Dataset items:
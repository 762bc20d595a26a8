use crate::server::Request;
use crate::validator::{CompiledSchema, Schema};
use serde_json::Value;
use std::fmt;
use std::sync::Arc;

/// Declared type of a handler parameter.
#[derive(Debug, Clone, PartialEq)]
pub enum ParamType {
    Int,
    Float,
    Str,
    Bool,
    /// Structured value validated through the schema validator
    Schema(Schema),
    /// The request entity itself
    Request,
}

impl ParamType {
    /// `true` for the scalar types that can be read from path, query, header or cookie text.
    #[must_use]
    pub fn is_primitive(&self) -> bool {
        matches!(
            self,
            ParamType::Int | ParamType::Float | ParamType::Str | ParamType::Bool
        )
    }

    #[must_use]
    pub fn type_name(&self) -> &str {
        match self {
            ParamType::Int => "int",
            ParamType::Float => "float",
            ParamType::Str => "str",
            ParamType::Bool => "bool",
            ParamType::Schema(schema) => schema.name(),
            ParamType::Request => "request",
        }
    }
}

impl fmt::Display for ParamType {
    fn fmt(&self, f: &mut fmt::Formatter<'_>) -> fmt::Result {
        f.write_str(self.type_name())
    }
}

/// Source marker attached to a declared parameter.
///
/// Markers only say where a value comes from; the optional string is the
/// default used when the header or cookie is absent.
#[derive(Debug, Clone, PartialEq, Eq)]
pub enum Marker {
    Header(Option<String>),
    Cookie(Option<String>),
}

impl Marker {
    #[must_use]
    pub fn header() -> Self {
        Marker::Header(None)
    }

    #[must_use]
    pub fn header_or(default: impl Into<String>) -> Self {
        Marker::Header(Some(default.into()))
    }

    #[must_use]
    pub fn cookie() -> Self {
        Marker::Cookie(None)
    }

    #[must_use]
    pub fn cookie_or(default: impl Into<String>) -> Self {
        Marker::Cookie(Some(default.into()))
    }
}

/// A bound argument value.
#[derive(Debug, Clone, PartialEq)]
pub enum ArgValue {
    Null,
    Int(i64),
    Float(f64),
    Str(String),
    Bool(bool),
    /// A validated structured body
    Json(Value),
    Request(Arc<Request>),
}

impl ArgValue {
    #[must_use]
    pub fn type_name(&self) -> &'static str {
        match self {
            ArgValue::Null => "null",
            ArgValue::Int(_) => "int",
            ArgValue::Float(_) => "float",
            ArgValue::Str(_) => "str",
            ArgValue::Bool(_) => "bool",
            ArgValue::Json(_) => "json",
            ArgValue::Request(_) => "request",
        }
    }

    #[must_use]
    pub fn is_null(&self) -> bool {
        matches!(self, ArgValue::Null)
    }

    /// JSON view of the value; a request becomes `null`.
    #[must_use]
    pub fn to_json(&self) -> Value {
        match self {
            ArgValue::Null | ArgValue::Request(_) => Value::Null,
            ArgValue::Int(i) => Value::from(*i),
            ArgValue::Float(f) => Value::from(*f),
            ArgValue::Str(s) => Value::from(s.as_str()),
            ArgValue::Bool(b) => Value::from(*b),
            ArgValue::Json(v) => v.clone(),
        }
    }
}

impl fmt::Display for ArgValue {
    fn fmt(&self, f: &mut fmt::Formatter<'_>) -> fmt::Result {
        match self {
            ArgValue::Request(req) => write!(f, "<request {} {}>", req.method(), req.path()),
            other => write!(f, "{}", other.to_json()),
        }
    }
}

impl From<i64> for ArgValue {
    fn from(v: i64) -> Self {
        ArgValue::Int(v)
    }
}

impl From<i32> for ArgValue {
    fn from(v: i32) -> Self {
        ArgValue::Int(i64::from(v))
    }
}

impl From<f64> for ArgValue {
    fn from(v: f64) -> Self {
        ArgValue::Float(v)
    }
}

impl From<bool> for ArgValue {
    fn from(v: bool) -> Self {
        ArgValue::Bool(v)
    }
}

impl From<&str> for ArgValue {
    fn from(v: &str) -> Self {
        ArgValue::Str(v.to_string())
    }
}

impl From<String> for ArgValue {
    fn from(v: String) -> Self {
        ArgValue::Str(v)
    }
}

impl From<Value> for ArgValue {
    fn from(v: Value) -> Self {
        ArgValue::Json(v)
    }
}

/// A parameter as declared by a handler, before classification.
#[derive(Debug, Clone, PartialEq)]
pub struct Param {
    pub(crate) name: String,
    pub(crate) ty: ParamType,
    pub(crate) marker: Option<Marker>,
    pub(crate) default: Option<ArgValue>,
}

impl Param {
    /// A parameter whose source is inferred from its name and type.
    pub fn new(name: impl Into<String>, ty: ParamType) -> Self {
        Self {
            name: name.into(),
            ty,
            marker: None,
            default: None,
        }
    }

    /// A parameter read from the request header of the same name.
    pub fn header(name: impl Into<String>, ty: ParamType) -> Self {
        Self::new(name, ty).with_marker(Marker::header())
    }

    /// A parameter read from the cookie of the same name.
    pub fn cookie(name: impl Into<String>, ty: ParamType) -> Self {
        Self::new(name, ty).with_marker(Marker::cookie())
    }

    /// A structured body parameter validated against `schema`.
    pub fn body(name: impl Into<String>, schema: Schema) -> Self {
        Self::new(name, ParamType::Schema(schema))
    }

    /// A parameter receiving the whole request.
    pub fn request(name: impl Into<String>) -> Self {
        Self::new(name, ParamType::Request)
    }

    #[must_use]
    pub fn with_marker(mut self, marker: Marker) -> Self {
        self.marker = Some(marker);
        self
    }

    /// Value used when the input is absent; makes the parameter optional.
    #[must_use]
    pub fn with_default(mut self, value: impl Into<ArgValue>) -> Self {
        self.default = Some(value.into());
        self
    }

    /// Optional parameter that binds to null when absent.
    #[must_use]
    pub fn optional(self) -> Self {
        self.with_default(ArgValue::Null)
    }

    #[must_use]
    pub fn name(&self) -> &str {
        &self.name
    }

    #[must_use]
    pub fn ty(&self) -> &ParamType {
        &self.ty
    }
}

/// Where a resolved parameter's value comes from.
#[derive(Debug, Clone, Copy, PartialEq, Eq, Hash)]
pub enum ParamSource {
    Path,
    Query,
    Header,
    Cookie,
    Body,
    RequestObject,
}

impl fmt::Display for ParamSource {
    fn fmt(&self, f: &mut fmt::Formatter<'_>) -> fmt::Result {
        let s = match self {
            ParamSource::Path => "path",
            ParamSource::Query => "query",
            ParamSource::Header => "header",
            ParamSource::Cookie => "cookie",
            ParamSource::Body => "body",
            ParamSource::RequestObject => "request",
        };
        f.write_str(s)
    }
}

/// A classified parameter: produced once at registration, read on every request.
#[derive(Debug, Clone)]
pub struct ParamSpec {
    pub name: Arc<str>,
    pub ty: ParamType,
    pub source: ParamSource,
    pub required: bool,
    pub default: Option<ArgValue>,
    /// Compiled schema for `Body` parameters
    pub(crate) schema: Option<Arc<dyn CompiledSchema>>,
}

impl ParamSpec {
    #[must_use]
    pub fn schema(&self) -> Option<&Arc<dyn CompiledSchema>> {
        self.schema.as_ref()
    }
}
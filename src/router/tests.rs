use super::{RouteLookup, Router};
use crate::dispatcher::Dispatcher;
use crate::handler::Handler;
use crate::params::{Param, ParamType};
use http::Method;

fn table(routes: &[(Method, &str, &str)]) -> Dispatcher {
    let mut dispatcher = Dispatcher::new();
    for (method, pattern, name) in routes {
        let placeholders: Vec<Param> = pattern
            .split('/')
            .filter_map(|s| s.strip_prefix('{').and_then(|s| s.strip_suffix('}')))
            .map(|p| Param::new(p, ParamType::Str))
            .collect();
        dispatcher
            .register(
                method.clone(),
                pattern,
                Handler::sync(|_| Ok(())).params(placeholders).named(name),
            )
            .unwrap();
    }
    dispatcher
}

fn matched_name(router: &Router, method: Method, path: &str) -> Option<String> {
    match router.route(&method, path) {
        RouteLookup::Matched(m) => Some(m.route.name.to_string()),
        _ => None,
    }
}

#[test]
fn test_root_path() {
    let d = table(&[(Method::GET, "/", "root")]);
    assert_eq!(matched_name(d.router(), Method::GET, "/").as_deref(), Some("root"));
    assert!(matches!(
        d.router().route(&Method::GET, "/x"),
        RouteLookup::NotFound
    ));
}

#[test]
fn test_parameterized_path() {
    let d = table(&[(Method::GET, "/items/{id}", "get_item")]);
    match d.router().route(&Method::GET, "/items/123") {
        RouteLookup::Matched(m) => {
            assert_eq!(m.get_path_param("id"), Some("123"));
            assert_eq!(m.path_params_map().len(), 1);
        }
        other => panic!("expected match, got {other:?}"),
    }
}

#[test]
fn test_nested_path() {
    let d = table(&[(Method::GET, "/a/{b}/c/{d}", "nested")]);
    match d.router().route(&Method::GET, "/a/1/c/two") {
        RouteLookup::Matched(m) => {
            assert_eq!(m.get_path_param("b"), Some("1"));
            assert_eq!(m.get_path_param("d"), Some("two"));
        }
        other => panic!("expected match, got {other:?}"),
    }
    assert!(matches!(
        d.router().route(&Method::GET, "/a/1/c"),
        RouteLookup::NotFound
    ));
}

#[test]
fn test_first_registered_wins() {
    let d = table(&[
        (Method::GET, "/users/{id}", "by_id"),
        (Method::GET, "/users/me", "me"),
    ]);
    assert_eq!(
        matched_name(d.router(), Method::GET, "/users/me").as_deref(),
        Some("by_id")
    );

    let d = table(&[
        (Method::GET, "/users/me", "me"),
        (Method::GET, "/users/{id}", "by_id"),
    ]);
    assert_eq!(
        matched_name(d.router(), Method::GET, "/users/me").as_deref(),
        Some("me")
    );
    assert_eq!(
        matched_name(d.router(), Method::GET, "/users/7").as_deref(),
        Some("by_id")
    );
}

#[test]
fn test_method_not_allowed_lists_methods_in_registration_order() {
    let d = table(&[
        (Method::PUT, "/items/{id}", "put"),
        (Method::GET, "/items/{id}", "get"),
        (Method::GET, "/other", "other"),
    ]);
    match d.router().route(&Method::DELETE, "/items/5") {
        RouteLookup::MethodNotAllowed(allowed) => {
            assert_eq!(allowed, vec![Method::PUT, Method::GET]);
        }
        other => panic!("expected 405 lookup, got {other:?}"),
    }
    assert!(matches!(
        d.router().route(&Method::DELETE, "/nothing"),
        RouteLookup::NotFound
    ));
}

#[test]
fn test_query_suffix_and_trailing_slash_are_ignored() {
    let d = table(&[(Method::GET, "/items/{id}", "get_item")]);
    match d.router().route(&Method::GET, "/items/9/?verbose=1") {
        RouteLookup::Matched(m) => assert_eq!(m.get_path_param("id"), Some("9")),
        other => panic!("expected match, got {other:?}"),
    }
}

#[test]
fn test_routes_and_summaries() {
    let d = table(&[
        (Method::GET, "/a", "a"),
        (Method::POST, "/a", "create_a"),
        (Method::GET, "/b/{x}", "b"),
    ]);
    let router = d.router();
    assert_eq!(router.len(), 3);
    assert!(!router.is_empty());
    assert_eq!(
        router.route_summaries(),
        vec!["GET /a -> a", "GET /b/{x} -> b", "POST /a -> create_a"]
    );
    assert!(Router::new().is_empty());
}
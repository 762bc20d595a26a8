//! Router core module - hot path for request routing.
//!
//! Routes are stored per HTTP method in registration order. Matching scans the
//! routes of the requested method and the first pattern that matches wins;
//! there is no specificity ranking. When nothing matches under the requested
//! method the other methods are scanned to tell a 405 apart from a 404.

use super::pattern::{normalize_path, split_segments, PathPattern};
use crate::handler::Handler;
use crate::params::ParamSpec;
use crate::validator::CompiledSchema;
use http::Method;
use smallvec::SmallVec;
use std::collections::HashMap;
use std::fmt;
use std::sync::Arc;
use tracing::{debug, info, warn};

/// Maximum number of path parameters before heap allocation.
/// Most REST APIs have ≤4 path params (e.g., /users/{id}/posts/{postId}).
pub const MAX_INLINE_PARAMS: usize = 8;

/// Stack-allocated parameter storage for the hot path.
///
/// Param names use `Arc<str>` shared with the compiled pattern; values are
/// per-request text captured from the URL.
pub type ParamVec = SmallVec<[(Arc<str>, String); MAX_INLINE_PARAMS]>;

/// A registered route. Immutable once registered; owned by the [`Router`].
pub struct Route {
    pub method: Method,
    pub pattern: PathPattern,
    /// Resolved parameter specs, in the handler's declared order
    pub params: Vec<ParamSpec>,
    pub handler: Handler,
    /// Compiled return schema, when the handler declares one
    pub output: Option<Arc<dyn CompiledSchema>>,
    /// Name used in logs: the handler's name or `"METHOD pattern"`
    pub name: Arc<str>,
}

impl fmt::Debug for Route {
    fn fmt(&self, f: &mut fmt::Formatter<'_>) -> fmt::Result {
        f.debug_struct("Route")
            .field("method", &self.method)
            .field("pattern", &self.pattern.as_str())
            .field("name", &self.name)
            .field("params", &self.params)
            .field("output", &self.output.as_ref().map(|s| s.schema_name().to_string()))
            .finish()
    }
}

/// Result of successfully matching a request path to a route
#[derive(Debug, Clone)]
pub struct RouteMatch {
    pub route: Arc<Route>,
    /// Path parameters extracted from the URL (e.g., `{id}` → `{"id": "123"}`)
    pub path_params: ParamVec,
}

impl RouteMatch {
    /// Get a path parameter by name
    #[inline]
    #[must_use]
    pub fn get_path_param(&self, name: &str) -> Option<&str> {
        self.path_params
            .iter()
            .find(|(k, _)| k.as_ref() == name)
            .map(|(_, v)| v.as_str())
    }

    /// Convert path_params to HashMap
    /// Note: This allocates - use get_path_param() in hot paths instead
    #[must_use]
    pub fn path_params_map(&self) -> HashMap<String, String> {
        self.path_params
            .iter()
            .map(|(k, v)| (k.to_string(), v.clone()))
            .collect()
    }
}

/// Outcome of a route table lookup.
#[derive(Debug)]
pub enum RouteLookup {
    Matched(RouteMatch),
    /// The path matches under other methods only (listed in registration order)
    MethodNotAllowed(Vec<Method>),
    NotFound,
}

/// Route table keyed by HTTP method.
///
/// Mutated only through `&mut self` during registration; once the owning
/// dispatcher is shared the table is read-only and needs no locking.
#[derive(Debug, Default)]
pub struct Router {
    routes: HashMap<Method, Vec<Arc<Route>>>,
    /// Methods in the order their first route was registered
    methods: Vec<Method>,
}

impl Router {
    #[must_use]
    pub fn new() -> Self {
        Self::default()
    }

    /// Store a route after its specs have been resolved.
    pub(crate) fn insert(&mut self, route: Route) -> Arc<Route> {
        let route = Arc::new(route);
        if !self.routes.contains_key(&route.method) {
            self.methods.push(route.method.clone());
        }
        self.routes
            .entry(route.method.clone())
            .or_default()
            .push(Arc::clone(&route));

        info!(
            method = %route.method,
            route_pattern = %route.pattern,
            handler_name = %route.name,
            param_count = route.params.len(),
            routes_count = self.len(),
            "Route registered"
        );
        route
    }

    /// Number of registered routes across all methods.
    #[must_use]
    pub fn len(&self) -> usize {
        self.routes.values().map(Vec::len).sum()
    }

    #[must_use]
    pub fn is_empty(&self) -> bool {
        self.len() == 0
    }

    /// All routes, grouped by method in registration order.
    pub fn routes(&self) -> impl Iterator<Item = &Arc<Route>> + '_ {
        self.methods
            .iter()
            .filter_map(|m| self.routes.get(m))
            .flat_map(|routes| routes.iter())
    }

    /// One `"METHOD /pattern -> name"` line per route.
    #[must_use]
    pub fn route_summaries(&self) -> Vec<String> {
        self.routes()
            .map(|r| format!("{} {} -> {}", r.method, r.pattern, r.name))
            .collect()
    }

    /// Match an HTTP request to a route
    ///
    /// # Arguments
    ///
    /// * `method` - HTTP method (GET, POST, etc.)
    /// * `path` - Request path (e.g., `/users/123`); a `?query` suffix is ignored
    ///
    /// # Returns
    ///
    /// * `RouteLookup::Matched` - first registered route whose pattern matches
    /// * `RouteLookup::MethodNotAllowed` - the path matches under other methods only
    /// * `RouteLookup::NotFound` - no pattern matches the path under any method
    #[must_use]
    pub fn route(&self, method: &Method, path: &str) -> RouteLookup {
        debug!(method = %method, path = %path, "Route match attempt");
        let match_start = std::time::Instant::now();

        let path = normalize_path(path.split('?').next().unwrap_or("/"));
        let segments = split_segments(path);

        if let Some(routes) = self.routes.get(method) {
            for route in routes {
                if let Some(path_params) = route.pattern.match_segments(&segments) {
                    debug!(
                        method = %method,
                        path = %path,
                        handler_name = %route.name,
                        route_pattern = %route.pattern,
                        path_params = ?path_params,
                        duration_us = match_start.elapsed().as_micros(),
                        "Route matched"
                    );
                    return RouteLookup::Matched(RouteMatch {
                        route: Arc::clone(route),
                        path_params,
                    });
                }
            }
        }

        let allowed: Vec<Method> = self
            .methods
            .iter()
            .filter(|m| *m != method)
            .filter(|m| {
                self.routes.get(*m).is_some_and(|routes| {
                    routes
                        .iter()
                        .any(|r| r.pattern.match_segments(&segments).is_some())
                })
            })
            .cloned()
            .collect();

        if allowed.is_empty() {
            warn!(
                method = %method,
                path = %path,
                duration_us = match_start.elapsed().as_micros(),
                "No route matched"
            );
            RouteLookup::NotFound
        } else {
            warn!(
                method = %method,
                path = %path,
                allowed = ?allowed,
                "Path matched under other methods only"
            );
            RouteLookup::MethodNotAllowed(allowed)
        }
    }
}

▶ Problem:
Show all lines above holding the word "text".

▶ Solution to the problem:
    /// `true` for the scalar types that can be read from path, query, header or cookie text.
/// per-request text captured from the URL.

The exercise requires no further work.